*About this exercise:* Among the lines below, which ones contain the word "Optical"? Copy every such line.

[Data items]
● ● ●

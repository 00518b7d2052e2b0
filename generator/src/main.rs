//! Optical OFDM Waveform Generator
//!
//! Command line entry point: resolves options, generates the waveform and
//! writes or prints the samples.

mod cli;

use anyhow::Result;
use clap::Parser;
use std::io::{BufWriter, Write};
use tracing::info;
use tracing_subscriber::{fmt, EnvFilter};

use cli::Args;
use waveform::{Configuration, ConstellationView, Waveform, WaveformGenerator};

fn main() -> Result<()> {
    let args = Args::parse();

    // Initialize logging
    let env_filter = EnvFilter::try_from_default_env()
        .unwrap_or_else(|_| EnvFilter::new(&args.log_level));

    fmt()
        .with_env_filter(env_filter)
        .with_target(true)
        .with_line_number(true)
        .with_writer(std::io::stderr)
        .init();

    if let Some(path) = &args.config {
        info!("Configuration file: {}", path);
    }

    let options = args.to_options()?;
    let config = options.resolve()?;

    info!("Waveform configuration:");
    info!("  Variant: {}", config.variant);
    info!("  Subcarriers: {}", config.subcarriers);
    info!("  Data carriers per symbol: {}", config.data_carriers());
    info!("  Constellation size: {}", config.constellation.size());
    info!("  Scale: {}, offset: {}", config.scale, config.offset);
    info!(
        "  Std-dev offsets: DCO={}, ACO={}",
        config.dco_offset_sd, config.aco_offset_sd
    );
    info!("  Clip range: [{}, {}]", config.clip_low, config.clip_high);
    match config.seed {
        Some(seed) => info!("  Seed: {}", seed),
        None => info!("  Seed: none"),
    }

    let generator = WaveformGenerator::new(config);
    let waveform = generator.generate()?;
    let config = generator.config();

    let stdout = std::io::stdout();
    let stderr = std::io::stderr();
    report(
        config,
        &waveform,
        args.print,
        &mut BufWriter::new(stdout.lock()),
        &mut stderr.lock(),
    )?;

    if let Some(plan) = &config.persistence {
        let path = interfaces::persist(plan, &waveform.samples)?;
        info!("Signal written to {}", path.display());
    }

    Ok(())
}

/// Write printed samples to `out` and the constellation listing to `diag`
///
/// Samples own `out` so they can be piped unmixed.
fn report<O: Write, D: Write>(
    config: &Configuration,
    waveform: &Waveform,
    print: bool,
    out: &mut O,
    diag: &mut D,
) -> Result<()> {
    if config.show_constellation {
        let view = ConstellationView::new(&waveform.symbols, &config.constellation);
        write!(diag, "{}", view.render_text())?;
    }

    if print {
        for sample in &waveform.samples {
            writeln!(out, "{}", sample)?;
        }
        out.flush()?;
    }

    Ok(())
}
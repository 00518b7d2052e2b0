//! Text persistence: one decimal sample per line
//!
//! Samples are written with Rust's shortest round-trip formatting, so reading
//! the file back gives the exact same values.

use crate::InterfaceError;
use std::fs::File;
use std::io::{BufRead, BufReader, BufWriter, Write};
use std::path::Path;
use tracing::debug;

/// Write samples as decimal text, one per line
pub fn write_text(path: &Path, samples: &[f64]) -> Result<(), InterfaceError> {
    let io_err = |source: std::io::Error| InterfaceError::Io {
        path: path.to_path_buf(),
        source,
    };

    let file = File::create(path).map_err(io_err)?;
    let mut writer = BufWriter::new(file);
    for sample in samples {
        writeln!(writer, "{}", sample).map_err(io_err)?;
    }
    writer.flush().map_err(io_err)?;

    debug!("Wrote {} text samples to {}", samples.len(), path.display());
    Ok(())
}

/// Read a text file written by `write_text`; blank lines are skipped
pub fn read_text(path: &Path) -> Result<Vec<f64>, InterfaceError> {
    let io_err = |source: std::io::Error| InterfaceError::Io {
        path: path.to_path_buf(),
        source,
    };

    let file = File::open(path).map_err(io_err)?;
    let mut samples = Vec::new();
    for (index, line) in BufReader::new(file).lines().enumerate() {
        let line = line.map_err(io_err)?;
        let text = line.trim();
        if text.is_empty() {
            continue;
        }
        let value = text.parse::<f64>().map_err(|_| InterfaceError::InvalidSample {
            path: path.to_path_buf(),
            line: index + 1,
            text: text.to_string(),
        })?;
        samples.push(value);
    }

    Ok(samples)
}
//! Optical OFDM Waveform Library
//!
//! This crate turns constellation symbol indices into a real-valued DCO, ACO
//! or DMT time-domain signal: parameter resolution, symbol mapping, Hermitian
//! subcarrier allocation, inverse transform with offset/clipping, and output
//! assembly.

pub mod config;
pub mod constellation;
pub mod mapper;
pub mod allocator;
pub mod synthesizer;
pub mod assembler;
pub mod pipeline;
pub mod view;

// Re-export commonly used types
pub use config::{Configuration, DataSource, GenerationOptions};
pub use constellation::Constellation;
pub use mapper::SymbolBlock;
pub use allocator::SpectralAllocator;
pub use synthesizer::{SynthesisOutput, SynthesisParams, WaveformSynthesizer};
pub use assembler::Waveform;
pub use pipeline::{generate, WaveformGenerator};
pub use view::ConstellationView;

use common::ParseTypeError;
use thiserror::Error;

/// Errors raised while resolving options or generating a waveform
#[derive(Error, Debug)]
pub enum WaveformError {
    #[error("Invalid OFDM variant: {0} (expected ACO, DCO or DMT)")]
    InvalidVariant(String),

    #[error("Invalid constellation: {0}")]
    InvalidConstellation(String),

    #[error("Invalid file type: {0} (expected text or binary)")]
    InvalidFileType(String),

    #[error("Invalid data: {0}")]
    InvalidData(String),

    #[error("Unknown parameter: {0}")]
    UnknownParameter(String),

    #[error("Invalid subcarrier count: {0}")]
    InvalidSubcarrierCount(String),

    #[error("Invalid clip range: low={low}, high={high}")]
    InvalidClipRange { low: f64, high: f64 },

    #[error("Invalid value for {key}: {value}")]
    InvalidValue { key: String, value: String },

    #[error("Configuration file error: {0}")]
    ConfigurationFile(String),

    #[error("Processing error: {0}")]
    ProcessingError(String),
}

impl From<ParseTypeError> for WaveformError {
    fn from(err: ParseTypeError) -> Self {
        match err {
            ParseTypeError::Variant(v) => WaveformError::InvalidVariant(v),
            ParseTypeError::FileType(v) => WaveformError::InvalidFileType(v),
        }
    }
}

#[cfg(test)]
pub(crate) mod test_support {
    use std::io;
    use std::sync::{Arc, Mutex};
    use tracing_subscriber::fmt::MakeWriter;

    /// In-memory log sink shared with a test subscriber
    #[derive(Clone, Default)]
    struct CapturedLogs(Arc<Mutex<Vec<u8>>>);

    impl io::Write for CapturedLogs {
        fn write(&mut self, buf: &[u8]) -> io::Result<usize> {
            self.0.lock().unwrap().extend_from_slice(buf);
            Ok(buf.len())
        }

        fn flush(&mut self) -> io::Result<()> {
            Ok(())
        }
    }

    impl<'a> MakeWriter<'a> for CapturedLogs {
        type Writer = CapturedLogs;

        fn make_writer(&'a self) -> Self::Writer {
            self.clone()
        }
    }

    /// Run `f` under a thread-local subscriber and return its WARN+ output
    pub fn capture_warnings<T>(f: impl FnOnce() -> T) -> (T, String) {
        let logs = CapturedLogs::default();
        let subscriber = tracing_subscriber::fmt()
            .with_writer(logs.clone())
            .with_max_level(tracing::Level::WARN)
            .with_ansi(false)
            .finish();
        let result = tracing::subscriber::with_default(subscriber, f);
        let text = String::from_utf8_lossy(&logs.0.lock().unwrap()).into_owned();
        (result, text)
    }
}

● ● ●

*Response:*
//! Optical OFDM Waveform Generator
//! Optical OFDM Waveform Library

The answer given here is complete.